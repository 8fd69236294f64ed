//! Weak-subject prioritisation.
//!
//! Pure ranking over per-subject completion. The advisor only ever sees the
//! prompt rendered from the ranked list; nothing here talks to it.

use serde::{Deserialize, Serialize};

/// Subjects below this completion are "struggling".
pub const STRUGGLING_THRESHOLD: u8 = 50;

/// Subjects below this completion get study-plan time.
pub const FOCUS_THRESHOLD: u8 = 70;

#[derive(Debug, Clone, PartialEq, Eq)]
pub struct SubjectStanding {
    pub name: String,
    pub percent: u8,
}

impl SubjectStanding {
    #[must_use]
    pub fn new(name: impl Into<String>, percent: u8) -> Self {
        Self {
            name: name.into(),
            percent,
        }
    }
}

#[derive(Debug, Clone, PartialEq, Eq)]
pub enum Recommendation {
    /// Struggling subjects, weakest first.
    Focus(Vec<SubjectStanding>),
    AllHealthy,
}

/// Ranks subjects under [`STRUGGLING_THRESHOLD`] ascending by completion.
/// Ties keep input order.
#[must_use]
pub fn summarize(standings: &[SubjectStanding]) -> Recommendation {
    let weak = below(standings, STRUGGLING_THRESHOLD);
    if weak.is_empty() {
        Recommendation::AllHealthy
    } else {
        Recommendation::Focus(weak)
    }
}

/// Subjects that deserve time in today's plan (under [`FOCUS_THRESHOLD`]).
#[must_use]
pub fn study_focus(standings: &[SubjectStanding]) -> Vec<SubjectStanding> {
    below(standings, FOCUS_THRESHOLD)
}

fn below(standings: &[SubjectStanding], threshold: u8) -> Vec<SubjectStanding> {
    let mut picked: Vec<SubjectStanding> = standings
        .iter()
        .filter(|s| s.percent < threshold)
        .cloned()
        .collect();
    // stable
    picked.sort_by_key(|s| s.percent);
    picked
}

impl Recommendation {
    #[must_use]
    pub fn advisor_prompt(&self) -> String {
        match self {
            Self::Focus(weak) => {
                let listed = weak
                    .iter()
                    .map(|s| format!("{} ({}%)", s.name, s.percent))
                    .collect::<Vec<_>>()
                    .join(", ");
                format!(
                    "Based on the student's progress, they are struggling with: {listed}. \
                     Give a brief, encouraging recommendation (2-3 sentences) on which \
                     subject to focus on next and why."
                )
            }
            Self::AllHealthy => "The student is doing well across all subjects! Give a brief, \
                                 encouraging message (2-3 sentences) to keep them motivated."
                .to_owned(),
        }
    }

    /// Shown when the advisor cannot be reached.
    #[must_use]
    pub fn fallback_message(&self) -> String {
        match self {
            Self::Focus(weak) => match weak.first() {
                Some(first) => format!(
                    "Try spending your next session on {}. A little steady practice there \
                     will lift your overall progress the most.",
                    first.name
                ),
                None => Self::AllHealthy.fallback_message(),
            },
            Self::AllHealthy => {
                "Great work across all of your subjects. Keep your streak going!".to_owned()
            }
        }
    }
}

//
// ─── STUDY PLAN ────────────────────────────────────────────────────────────────
//

/// One session in a daily study plan.
#[derive(Debug, Clone, PartialEq, Eq, Serialize, Deserialize)]
pub struct StudySlot {
    /// Wall time as written by the planner, e.g. `9:00`.
    pub time: String,
    pub subject: String,
    #[serde(alias = "topic")]
    pub activity: String,
    #[serde(alias = "duration")]
    pub duration_minutes: u32,
}

/// Prompt asking the advisor for a JSON timetable.
#[must_use]
pub fn study_plan_prompt(focus: &[SubjectStanding], current_streak_days: u32) -> String {
    let priorities = if focus.is_empty() {
        "all subjects equally".to_owned()
    } else {
        focus
            .iter()
            .map(|s| s.name.as_str())
            .collect::<Vec<_>>()
            .join(", ")
    };
    format!(
        "Create a study schedule for today with 4-5 study sessions.\n\
         The student needs to focus more on these subjects (in order of priority): {priorities}.\n\
         Current streak: {current_streak_days} days.\n\n\
         Return ONLY a JSON array with this format, no other text:\n\
         [{{\"time\": \"9:00\", \"subject\": \"Subject Name\", \"topic\": \"Specific Topic\", \"duration\": 45}}]\n\n\
         Make the schedule realistic with breaks and varied durations (30-60 minutes)."
    )
}

/// Canned four-slot plan used when the advisor's timetable is unusable.
#[must_use]
pub fn fallback_schedule(focus: &[SubjectStanding]) -> Vec<StudySlot> {
    let pick = |i: usize, default: &str| {
        focus
            .get(i)
            .map_or_else(|| default.to_owned(), |s| s.name.clone())
    };
    let slot = |time: &str, subject: String, activity: &str, minutes: u32| StudySlot {
        time: time.to_owned(),
        subject,
        activity: activity.to_owned(),
        duration_minutes: minutes,
    };
    vec![
        slot("9:00", pick(0, "Mathematics"), "Review Session", 45),
        slot("10:00", pick(1, "Science"), "Practice Problems", 45),
        slot("11:30", pick(2, "English"), "Reading Comprehension", 30),
        slot("14:00", pick(0, "Mathematics"), "Quiz Practice", 45),
    ]
}

#[cfg(test)]
mod tests {
    use super::*;

    fn standings() -> Vec<SubjectStanding> {
        vec![
            SubjectStanding::new("Math", 40),
            SubjectStanding::new("Science", 80),
            SubjectStanding::new("Art", 20),
        ]
    }

    #[test]
    fn struggling_subjects_are_ranked_weakest_first() {
        let Recommendation::Focus(weak) = summarize(&standings()) else {
            panic!("expected focus");
        };
        let names: Vec<_> = weak.iter().map(|s| s.name.as_str()).collect();
        assert_eq!(names, ["Art", "Math"]);
        assert_eq!(weak[0].percent, 20);
    }

    #[test]
    fn healthy_learners_get_motivation() {
        let healthy = [SubjectStanding::new("Math", 50), SubjectStanding::new("Art", 90)];
        let rec = summarize(&healthy);
        assert_eq!(rec, Recommendation::AllHealthy);
        assert!(rec.advisor_prompt().contains("doing well"));
        assert!(summarize(&[]).advisor_prompt().contains("motivated"));
    }

    #[test]
    fn ties_keep_input_order() {
        let tied = [SubjectStanding::new("B", 10), SubjectStanding::new("A", 10)];
        let Recommendation::Focus(weak) = summarize(&tied) else {
            panic!("expected focus");
        };
        assert_eq!(weak[0].name, "B");
    }

    #[test]
    fn prompt_lists_subjects_with_percent() {
        let prompt = summarize(&standings()).advisor_prompt();
        assert!(prompt.contains("Art (20%), Math (40%)"));
    }

    #[test]
    fn study_focus_uses_wider_threshold() {
        let mut s = standings();
        s.push(SubjectStanding::new("History", 65));
        let names: Vec<_> = study_focus(&s).into_iter().map(|s| s.name).collect();
        assert_eq!(names, ["Art", "Math", "History"]);
    }

    #[test]
    fn fallback_schedule_fills_in_defaults() {
        let plan = fallback_schedule(&[SubjectStanding::new("Art", 20)]);
        assert_eq!(plan.len(), 4);
        assert_eq!(plan[0].subject, "Art");
        assert_eq!(plan[1].subject, "Science");
        assert_eq!(plan[3].subject, "Art");
        assert_eq!(plan[2].duration_minutes, 30);
    }

    #[test]
    fn fallback_message_names_weakest_subject() {
        let msg = summarize(&standings()).fallback_message();
        assert!(msg.contains("Art"));
    }
}
use std::collections::HashSet;
use std::fmt;

use chrono::{DateTime, Utc};
use serde::{Deserialize, Serialize};

use crate::model::ids::{BadgeId, LearnerId};

/// Grouping used by the achievements screen.
#[derive(Debug, Clone, Copy, PartialEq, Eq, Hash, Serialize, Deserialize)]
#[serde(rename_all = "lowercase")]
pub enum BadgeCategory {
    Milestone,
    Streak,
    Mastery,
    Special,
}

impl BadgeCategory {
    /// Unknown categories are filed under `Special`.
    #[must_use]
    pub fn parse(raw: &str) -> Self {
        match raw.trim().to_ascii_lowercase().as_str() {
            "milestone" => Self::Milestone,
            "streak" => Self::Streak,
            "mastery" => Self::Mastery,
            _ => Self::Special,
        }
    }

    #[must_use]
    pub fn as_str(self) -> &'static str {
        match self {
            Self::Milestone => "milestone",
            Self::Streak => "streak",
            Self::Mastery => "mastery",
            Self::Special => "special",
        }
    }
}

impl fmt::Display for BadgeCategory {
    fn fmt(&self, f: &mut fmt::Formatter<'_>) -> fmt::Result {
        f.write_str(self.as_str())
    }
}

/// Static catalog entry.
#[derive(Debug, Clone, PartialEq, Eq)]
pub struct Badge {
    pub id: BadgeId,
    pub name: String,
    pub description: String,
    pub icon: String,
    pub xp_required: u64,
    pub category: BadgeCategory,
}

impl Badge {
    #[must_use]
    pub fn new(id: BadgeId, name: impl Into<String>, xp_required: u64, category: BadgeCategory) -> Self {
        Self {
            id,
            name: name.into(),
            description: String::new(),
            icon: String::new(),
            xp_required,
            category,
        }
    }

    #[must_use]
    pub fn with_description(mut self, description: impl Into<String>) -> Self {
        self.description = description.into();
        self
    }

    #[must_use]
    pub fn with_icon(mut self, icon: impl Into<String>) -> Self {
        self.icon = icon.into();
        self
    }

    /// Zero-threshold badges are not XP badges; they are never awarded here.
    #[must_use]
    pub fn is_unlocked_by(&self, total_xp: u64) -> bool {
        self.xp_required > 0 && self.xp_required <= total_xp
    }
}

/// One-time award of a badge to a learner.
#[derive(Debug, Clone, PartialEq, Eq)]
pub struct EarnedBadge {
    pub learner_id: LearnerId,
    pub badge_id: BadgeId,
    pub earned_at: DateTime<Utc>,
}

/// Catalog badges unlocked by `total_xp` that the learner does not hold yet,
/// in ascending threshold order.
#[must_use]
pub fn newly_eligible<'a>(
    catalog: &'a [Badge],
    total_xp: u64,
    earned: &HashSet<BadgeId>,
) -> Vec<&'a Badge> {
    let mut eligible: Vec<&Badge> = catalog
        .iter()
        .filter(|b| b.is_unlocked_by(total_xp) && !earned.contains(&b.id))
        .collect();
    eligible.sort_by_key(|b| (b.xp_required, b.id));
    eligible
}

#[cfg(test)]
mod tests {
    use super::*;

    fn catalog() -> Vec<Badge> {
        vec![
            Badge::new(BadgeId::new(3), "Scholar", 500, BadgeCategory::Mastery),
            Badge::new(BadgeId::new(1), "First Steps", 10, BadgeCategory::Milestone),
            Badge::new(BadgeId::new(2), "Centurion", 100, BadgeCategory::Milestone),
            Badge::new(BadgeId::new(4), "Founder", 0, BadgeCategory::Special),
        ]
    }

    #[test]
    fn eligible_badges_are_sorted_and_skip_earned() {
        let catalog = catalog();
        let earned: HashSet<_> = [BadgeId::new(1)].into_iter().collect();
        let ids: Vec<_> = newly_eligible(&catalog, 120, &earned)
            .into_iter()
            .map(|b| b.id)
            .collect();
        assert_eq!(ids, vec![BadgeId::new(2)]);
    }

    #[test]
    fn zero_threshold_badges_are_never_xp_awarded() {
        let catalog = catalog();
        let eligible = newly_eligible(&catalog, 0, &HashSet::new());
        assert!(eligible.is_empty());
    }

    #[test]
    fn category_parse_is_lenient() {
        assert_eq!(BadgeCategory::parse("Streak"), BadgeCategory::Streak);
        assert_eq!(BadgeCategory::parse("seasonal"), BadgeCategory::Special);
    }
}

--------------------------------

YOUR OBJECTIVE
Your answer should consist of every line from the entries that holds "Serialize".

WRITTEN SOLUTION
use serde::{Deserialize, Serialize};
#[derive(Debug, Clone, PartialEq, Eq, Serialize, Deserialize)]
use serde::{Deserialize, Serialize};
#[derive(Debug, Clone, Copy, PartialEq, Eq, Hash, Serialize, Deserialize)]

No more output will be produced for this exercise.